Work item: Bring together copies of the lines in the data below that contain the word "path".

(Extracted data entries)
===============
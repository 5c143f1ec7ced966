use gloo_net::http::{Request, Response};
use serde::de::DeserializeOwned;
use shared::{CreatePollRequest, ErrorResponse, Poll, PollApi, PollId, PollSummary, SyncError};

/// `PollApi` over the browser's fetch.
pub struct HttpPollApi {
    base_url: String,
}

impl HttpPollApi {
    pub fn new(base_url: impl Into<String>) -> Self {
        Self { base_url: base_url.into() }
    }

    pub async fn create_poll(&self, request: &CreatePollRequest) -> Result<Poll, SyncError> {
        let response = Request::post(&format!("{}/poll/create", self.base_url))
            .json(request)
            .map_err(|e| SyncError::Transient(e.to_string()))?
            .send()
            .await
            .map_err(|e| SyncError::Transient(e.to_string()))?;
        read_json(response).await
    }

    async fn get<T: DeserializeOwned>(&self, path: &str) -> Result<T, SyncError> {
        let response = Request::get(&format!("{}{}", self.base_url, path))
            .send()
            .await
            .map_err(|e| SyncError::Transient(e.to_string()))?;
        read_json(response).await
    }
}

async fn read_json<T: DeserializeOwned>(response: Response) -> Result<T, SyncError> {
    match response.status() {
        200..=299 => response.json::<T>().await
            .map_err(|e| SyncError::Transient(format!("Failed to parse response: {e}"))),
        status => {
            let fallback = response.status_text();
            let message = response.json::<ErrorResponse>().await
                .map(|err| err.error)
                .unwrap_or(fallback);
            Err(SyncError::rejection(status, message))
        }
    }
}

impl PollApi for HttpPollApi {
    async fn list_polls(&self) -> Result<Vec<PollSummary>, SyncError> {
        self.get("/polls").await
    }

    async fn get_poll(&self, id: PollId) -> Result<Poll, SyncError> {
        self.get(&format!("/poll/{id}")).await
    }

    async fn cast_vote(&self, id: PollId, option: usize) -> Result<Poll, SyncError> {
        let response = Request::post(&format!("{}/poll/{id}/vote/{option}", self.base_url))
            .send()
            .await
            .map_err(|e| SyncError::Transient(e.to_string()))?;
        read_json(response).await
    }
}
===============
Result for this exercise:
    async fn get<T: DeserializeOwned>(&self, path: &str) -> Result<T, SyncError> {
        let response = Request::get(&format!("{}{}", self.base_url, path))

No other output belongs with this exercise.